Information -
***
//! reviewsync CLI
//!
//! Local execution entry point for one-shot and daemon collection runs.
//! A storage outage that survives the retry schedule exits with code 75
//! so supervisors can tell it apart from ordinary failures.

use std::path::PathBuf;
use std::process::ExitCode;
use std::sync::Arc;
use std::time::Duration;

use clap::{Parser, Subcommand};
use reviewsync::{
    error::{CollectError, Result, STORAGE_UNAVAILABLE_EXIT_CODE},
    models::{Config, Decision, Platform},
    pipeline::{CycleRunner, DecisionEngine},
    services::{EgressRouter, FeedCollector, ProviderTransport},
    storage::{EntityCatalog, PgStateStore, StateStore},
};

/// reviewsync - App store review collector
#[derive(Parser, Debug)]
#[command(name = "reviewsync", version, about = "App store review collector")]
struct Cli {
    /// Path to the TOML configuration file
    #[arg(short, long, default_value = "reviewsync.toml")]
    config: PathBuf,

    /// Enable verbose logging
    #[arg(short, long)]
    verbose: bool,

    #[command(subcommand)]
    command: Command,
}

#[derive(Subcommand, Debug)]
enum Command {
    /// Create database tables and indexes
    Init,

    /// Probe local egress addresses against the store canaries
    Probe {
        /// Do not persist probe results
        #[arg(long)]
        no_save: bool,
    },

    /// Evaluate the collection decision for one entity
    Check {
        /// Entity identifier (store-specific app id)
        entity_id: String,

        /// Platform: app_store or play_store
        platform: String,

        /// Remote review count to evaluate (default: the cataloged count)
        #[arg(long)]
        remote_count: Option<i64>,
    },

    /// Run one collection cycle and exit
    Run,

    /// Run collection cycles until interrupted
    Daemon {
        /// Seconds between cycles (overrides the config)
        #[arg(long)]
        interval: Option<u64>,
    },

    /// Show failure statistics and recent activity
    Status {
        /// Restrict failure statistics to one platform
        #[arg(long)]
        platform: Option<String>,

        /// Failure-streak length that counts as worrying
        #[arg(long, default_value_t = 3)]
        min_failures: i32,
    },
}

/// Initialize logging based on verbosity flag.
fn init_logging(verbose: bool) {
    let level = if verbose { "debug" } else { "info" };
    env_logger::Builder::from_env(env_logger::Env::default().default_filter_or(level))
        .format_timestamp_secs()
        .init();
}

/// Main entry point for the CLI application.
#[tokio::main]
async fn main() -> ExitCode {
    let cli = Cli::parse();
    init_logging(cli.verbose);

    match run(cli).await {
        Ok(()) => ExitCode::SUCCESS,
        Err(e) if e.is_fatal() => {
            log::error!("{e}");
            ExitCode::from(STORAGE_UNAVAILABLE_EXIT_CODE)
        }
        Err(e) => {
            log::error!("{e}");
            ExitCode::FAILURE
        }
    }
}

async fn run(cli: Cli) -> Result<()> {
    let config = Config::load_or_default(&cli.config);
    config.validate()?;
    let config = Arc::new(config);

    let store = Arc::new(PgStateStore::from_config(&config.storage));

    let result = dispatch(cli.command, &config, &store).await;
    store.release().await;
    result
}

async fn dispatch(command: Command, config: &Arc<Config>, store: &Arc<PgStateStore>) -> Result<()> {
    match command {
        Command::Init => {
            store.init_schema().await?;
            log::info!("schema ready");
            Ok(())
        }

        Command::Probe { no_save } => {
            let router = probe_egress(config).await;
            if router.candidate_addresses().is_empty() {
                log::warn!("no external IPv4 addresses discovered on this host");
            }
            for probe in router.probe_results() {
                match &probe.error {
                    None => log::info!("{} -> {}: working", probe.address, probe.target),
                    Some(reason) => log::warn!("{} -> {}: {reason}", probe.address, probe.target),
                }
            }
            if !no_save {
                store.init_schema().await?;
                store.save_probe_results(router.probe_results()).await?;
                log::info!("probe results saved");
            }
            Ok(())
        }

        Command::Check {
            entity_id,
            platform,
            remote_count,
        } => {
            let platform: Platform = platform.parse()?;
            let observed = match remote_count {
                Some(count) => count,
                None => store
                    .list_entities(platform)
                    .await?
                    .into_iter()
                    .find(|entry| entry.entity_id == entity_id)
                    .map(|entry| entry.remote_count)
                    .ok_or_else(|| {
                        CollectError::validation(format!(
                            "{entity_id} is not cataloged for {platform}; pass --remote-count"
                        ))
                    })?,
            };

            let engine = DecisionEngine::new(store.clone(), store.clone());
            match engine.should_collect(&entity_id, platform, observed).await? {
                Decision::Collect(mode) => {
                    log::info!("{entity_id} ({platform}): collect in {mode} mode")
                }
                Decision::Skip(reason) => log::info!("{entity_id} ({platform}): skip ({reason})"),
            }
            if let Some(state) = engine.status(&entity_id, platform).await? {
                log::info!(
                    "cursor={} collected={} consecutive_failures={}",
                    state
                        .last_known_remote_count
                        .map_or_else(|| "none".into(), |c| c.to_string()),
                    state.collected_count,
                    state.consecutive_failures
                );
            } else {
                log::info!("no collection state recorded yet");
            }
            Ok(())
        }

        Command::Run => {
            let runner = build_runner(config, store).await?;
            let stats = runner
                .run_cycle(&config.collection.enabled_platforms())
                .await?;
            log::info!("{}", stats.summary());
            Ok(())
        }

        Command::Daemon { interval } => run_daemon(config, store, interval).await,

        Command::Status {
            platform,
            min_failures,
        } => {
            let platform = platform.map(|p| p.parse::<Platform>()).transpose()?;

            let activity = store.recent_activity().await?;
            log::info!(
                "last 24h: {} attempts, {} succeeded, {} failed",
                activity.attempted,
                activity.succeeded,
                activity.failed
            );

            let stats = store.failure_stats(platform).await?;
            if stats.is_empty() {
                log::info!("no recorded failures");
            }
            for stat in &stats {
                log::info!("{}: {} x{}", stat.platform, stat.reason, stat.count);
            }

            for entity in store.failing_entities(min_failures).await? {
                log::warn!(
                    "{} ({}): {} consecutive failures, last reason {}",
                    entity.entity_id,
                    entity.platform,
                    entity.consecutive_failures,
                    entity.last_failure_reason.as_deref().unwrap_or("unknown")
                );
            }
            Ok(())
        }
    }
}

/// Discover local addresses and probe them against every store canary.
async fn probe_egress(config: &Arc<Config>) -> EgressRouter {
    let mut router = EgressRouter::new(config.clone());
    router.initialize().await;
    router
}

/// Wire the full collection stack against the shared store.
async fn build_runner(config: &Arc<Config>, store: &Arc<PgStateStore>) -> Result<CycleRunner> {
    store.init_schema().await?;

    let router = probe_egress(config).await;
    for platform in config.collection.enabled_platforms() {
        if !router.has_addresses(platform) {
            log::warn!("no working egress addresses for {platform}; its requests will fail fast");
        }
    }
    store.save_probe_results(router.probe_results()).await?;

    let transport = Arc::new(ProviderTransport::new(config.clone(), Arc::new(router)));
    let collector = Arc::new(FeedCollector::new(config.clone(), transport, store.clone()));
    let engine = DecisionEngine::new(store.clone(), store.clone());
    Ok(CycleRunner::new(engine, store.clone(), collector))
}

async fn run_daemon(
    config: &Arc<Config>,
    store: &Arc<PgStateStore>,
    interval: Option<u64>,
) -> Result<()> {
    let interval_secs = interval.unwrap_or(config.daemon.interval_secs);
    let platforms = config.collection.enabled_platforms();
    let runner = build_runner(config, store).await?;

    log::info!("daemon started, {interval_secs}s between cycles");
    loop {
        let wait_secs = tokio::select! {
            result = runner.run_cycle(&platforms) => match result {
                Ok(stats) => {
                    log::info!("{}", stats.summary());
                    interval_secs
                }
                // A dead database aborts the cycle but not the daemon. Wait
                // out the cooldown and try again from a fresh connection.
                Err(e) if e.is_fatal() => {
                    let cooldown = config.daemon.cooldown_secs(interval_secs);
                    log::error!("cycle aborted: {e}; cooling down for {cooldown}s");
                    cooldown
                }
                Err(e) => {
                    log::error!("cycle failed: {e}");
                    interval_secs
                }
            },
            _ = tokio::signal::ctrl_c() => break,
        };

        if !sleep_interruptible(Duration::from_secs(wait_secs)).await {
            break;
        }
    }
    log::info!("daemon stopped");
    Ok(())
}

/// Sleep for the given duration; false means ctrl-c cut it short.
async fn sleep_interruptible(duration: Duration) -> bool {
    tokio::select! {
        _ = tokio::time::sleep(duration) => true,
        _ = tokio::signal::ctrl_c() => false,
    }
}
***
Exercise description - Within the listing above, find every line containing the string "ProviderTransport" and return it.

Reply to the task -
    services::{EgressRouter, FeedCollector, ProviderTransport},
    let transport = Arc::new(ProviderTransport::new(config.clone(), Arc::new(router)));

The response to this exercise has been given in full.